I am currently reading a fascinating book, "Seabiscuit, An American Legend," by Laura Hillenbrand. Generally, I don't have the time to even contemplate getting engrossed with a book. Yet I became enthralled with the subject, the characters and the intriguing way Miss Hillenbrand was able to weave excitement into her book.

You are probably scratching your head wondering what the heck this has to do with automobiles? I tell you of my recent encounter with pages of this book because it ties into the vehicle I drove this week. Not necessarily this exact vehicle, but its bloodline.

In April 1906 the great earthquake ravaged San Francisco. It was a time when horse and buggy reigned supreme as transportation of people and goods. A young Buick dealer named Charles Howard was struggling to make a go of a business that was strained by the reluctance of the public to accept the automobile. The destruction throughout the city was horrible, and horses were running in fear for their lives as were the residents. Mr. Howard was able to rescue the three lone Buicks that had sat idle in his showroom, void of attention from potential buyers.

Mr. Howard quickly realized he had the only vehicles that could traverse the rubble in the streets. They immediately became makeshift ambulances and set about rescuing the injured. In 1906, Buick in some small way helped rescue a great city so that it could grow strong and be revitalized.
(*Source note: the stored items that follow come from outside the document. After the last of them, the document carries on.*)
//! Event Processor implementation for the Disruptor
//!
//! Event processors handle the consumption of events from the ring buffer.
//! They coordinate with sequence barriers to ensure proper ordering and
//! drain everything the barrier reports as available in one batch.

use crate::disruptor::{
    initial_sequence_value, AlertFlag, Alerted, Backoff, DisruptorError, EventHandler, Result,
    RingBuffer, Sequence, SequenceArena, SequenceBarrier, SequenceId,
};
use std::sync::atomic::{AtomicU8, Ordering};
use std::sync::Arc;
use tracing::{debug, error, info, trace};

/// Lifecycle of a [`BatchEventProcessor`]
///
/// Transitions are one-way: `Idle -> Running -> Halted`, or `Idle -> Halted` when
/// halted before it ever ran. A halted processor is never restarted.
#[derive(Debug, Clone, Copy, PartialEq, Eq)]
#[repr(u8)]
pub enum ProcessorState {
    Idle = 0,
    Running = 1,
    Halted = 2,
}

impl ProcessorState {
    fn from_u8(value: u8) -> Self {
        match value {
            0 => ProcessorState::Idle,
            1 => ProcessorState::Running,
            _ => ProcessorState::Halted,
        }
    }
}

/// Stops a processor from any thread
///
/// Obtained from [`BatchEventProcessor::halt_handle`] before the processor is moved
/// onto its thread.
#[derive(Debug, Clone)]
pub struct HaltHandle {
    alert: Arc<AlertFlag>,
    state: Arc<AtomicU8>,
}

impl HaltHandle {
    /// Request the processor loop to exit
    ///
    /// Returns immediately; the loop exits at its next barrier check.
    pub fn halt(&self) {
        let _ = self.state.compare_exchange(
            ProcessorState::Idle as u8,
            ProcessorState::Halted as u8,
            Ordering::AcqRel,
            Ordering::Acquire,
        );
        self.alert.raise();
    }

    pub fn state(&self) -> ProcessorState {
        ProcessorState::from_u8(self.state.load(Ordering::Acquire))
    }

    pub fn is_running(&self) -> bool {
        self.state() == ProcessorState::Running
    }
}

/// Batch event processor
///
/// Waits on its barrier for the next sequence, hands every available event to the
/// handler in order, then publishes its own progress with one release store per
/// batch. Downstream consumers and producers gate on that progress through
/// [`cursor_id`](Self::cursor_id).
///
/// # Type Parameters
/// * `T` - The event type
/// * `B` - The barrier this processor waits on
/// * `H` - The event handler
pub struct BatchEventProcessor<T, B, H>
where
    B: SequenceBarrier,
    H: EventHandler<T>,
{
    arena: Arc<SequenceArena>,
    cursor: SequenceId,
    ring_buffer: Arc<RingBuffer<T>>,
    barrier: B,
    handler: H,
    state: Arc<AtomicU8>,
    ran: bool,
}

impl<T, B, H> BatchEventProcessor<T, B, H>
where
    B: SequenceBarrier,
    H: EventHandler<T>,
{
    /// Create a new batch event processor
    ///
    /// The processor's cursor is allocated in `arena` at the initial sequence value
    /// for the ring's size.
    ///
    /// # Errors
    /// Returns `DisruptorError::ArenaExhausted` if the arena is full
    pub fn new(
        arena: Arc<SequenceArena>,
        ring_buffer: Arc<RingBuffer<T>>,
        barrier: B,
        handler: H,
    ) -> Result<Self> {
        let cursor = arena.allocate(initial_sequence_value(ring_buffer.buffer_size()))?;
        Ok(Self {
            arena,
            cursor,
            ring_buffer,
            barrier,
            handler,
            state: Arc::new(AtomicU8::new(ProcessorState::Idle as u8)),
            ran: false,
        })
    }

    /// This processor's watermark: the highest sequence fully handled
    pub fn get_cursor(&self) -> &Sequence {
        self.arena.get(self.cursor)
    }

    /// Handle of the watermark, for gating producers and downstream barriers
    pub fn cursor_id(&self) -> SequenceId {
        self.cursor
    }

    pub fn state(&self) -> ProcessorState {
        ProcessorState::from_u8(self.state.load(Ordering::Acquire))
    }

    pub fn is_running(&self) -> bool {
        self.state() == ProcessorState::Running
    }

    /// A cloneable handle that halts this processor from another thread
    pub fn halt_handle(&self) -> HaltHandle {
        HaltHandle {
            alert: self.barrier.alert_flag(),
            state: Arc::clone(&self.state),
        }
    }

    /// Request the processor loop to exit
    pub fn halt(&self) {
        self.halt_handle().halt();
    }

    /// Borrow the handler, e.g. to inspect results after `run` returns
    pub fn handler(&self) -> &H {
        &self.handler
    }

    /// Consume the processor and return its handler
    pub fn into_handler(self) -> H {
        self.handler
    }

    /// Run the processing loop on the current thread until halted
    ///
    /// # Errors
    /// Returns `DisruptorError::ProcessorAlreadyStarted` if the processor already ran,
    /// or `DisruptorError::EventHandler` if the handler failed. In the latter case the
    /// cursor stays at the last fully handled batch.
    pub fn run(&mut self) -> Result<()> {
        if self.ran {
            return Err(DisruptorError::ProcessorAlreadyStarted);
        }
        self.ran = true;

        self.barrier.clear_alert();
        if self
            .state
            .compare_exchange(
                ProcessorState::Idle as u8,
                ProcessorState::Running as u8,
                Ordering::AcqRel,
                Ordering::Acquire,
            )
            .is_err()
        {
            debug!(cursor = %self.cursor, "processor halted before it started");
            return Ok(());
        }

        info!(cursor = %self.cursor, "batch event processor started");
        self.handler.on_start();
        let result = self.process_events();
        self.handler.on_shutdown();
        self.state
            .store(ProcessorState::Halted as u8, Ordering::Release);

        if result.is_ok() {
            info!(
                cursor = %self.cursor,
                sequence = self.get_cursor().get(),
                "batch event processor halted"
            );
        }
        result
    }

    fn process_events(&mut self) -> Result<()> {
        let cursor = self.arena.get(self.cursor);
        let mut next_sequence = cursor.get() + 1;
        let mut backoff = Backoff::new();

        loop {
            let available_sequence = match self.barrier.wait_for(next_sequence) {
                Ok(sequence) => sequence,
                Err(Alerted) => return Ok(()),
            };

            // A multi-producer claim ahead of us has not been published yet.
            if available_sequence < next_sequence {
                backoff.snooze();
                continue;
            }
            backoff.reset();

            for sequence in next_sequence..=available_sequence {
                // SAFETY: the barrier certified [next_sequence, available_sequence] as
                // published, and producers cannot reclaim these slots until our
                // cursor moves past them.
                let event = unsafe { self.ring_buffer.get(sequence) };
                if let Err(source) =
                    self.handler
                        .on_event(event, sequence, sequence == available_sequence)
                {
                    error!(sequence, error = %source, "event handler failed, stopping processor");
                    return Err(DisruptorError::EventHandler { sequence, source });
                }
            }

            trace!(from = next_sequence, to = available_sequence, "batch handled");
            cursor.set(available_sequence);
            next_sequence = available_sequence + 1;
        }
    }
}

impl<T, B, H> std::fmt::Debug for BatchEventProcessor<T, B, H>
where
    B: SequenceBarrier,
    H: EventHandler<T>,
{
    fn fmt(&self, f: &mut std::fmt::Formatter<'_>) -> std::fmt::Result {
        f.debug_struct("BatchEventProcessor")
            .field("cursor", &self.cursor)
            .field("sequence", &self.get_cursor().get())
            .field("state", &self.state())
            .finish()
    }
}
In a way Buick has revitalized the market for its vehicles by introducing a new crossover vehicle, the Rendezvous. This is the first trucklike vehicle Buick has had in its showrooms since the late 1920s. Yet calling the Rendezvous a truck is not being fair to the vehicle. It is more along the lines of a minivan crossed with a sport utility vehicle.

The sleek, angular styling is much more contemporary and acceptable than that of its sister, the Aztek from Pontiac. Frankly, the Rendezvous is what the Aztek should have been.

A modern and bold front end continues the Buick heritage with a large chrome grille surrounded by angular front fenders. The body design is a combination of minivan, sport utility and family sedan. Yet the Rendezvous has the panache of a sport utility by offering General Motors' Versatrac all-wheel-drive system. Though the Rendezvous is available in a front-wheel-drive version, Buick believes most buyers will opt for the Versatrac-equipped model.

All-wheel drive is always on call, moving seamlessly to aid traction. Under normal dry-surface driving the vehicle mainly runs in front-wheel drive, but if the system senses a wheel slip, traction is transferred to the wheels with the most grip.

Good news for families is the third-row seating, and anyone who has traveled with children any distance at all knows that being able to allow the children their own space is worth every bit of the extra cost of the third seat. An additional advantage of Buick's design of this seat is that it folds flat into the floor, opening up a large space for cargo storage.

The ride is much like a passenger car, with a higher line of vision. And, even though the step-in height is much lower than any typical SUV, seated in any position, you still have a very good view of the world around you.

Offering the advantages of minivan, sport utility and family sedan, the new Rendezvous will make a reasonable choice without compromising much. Buick hopes that the Rendezvous will bring younger buyers into the Buick fold and keep them there throughout their buying years. It isn't such an outlandish plan.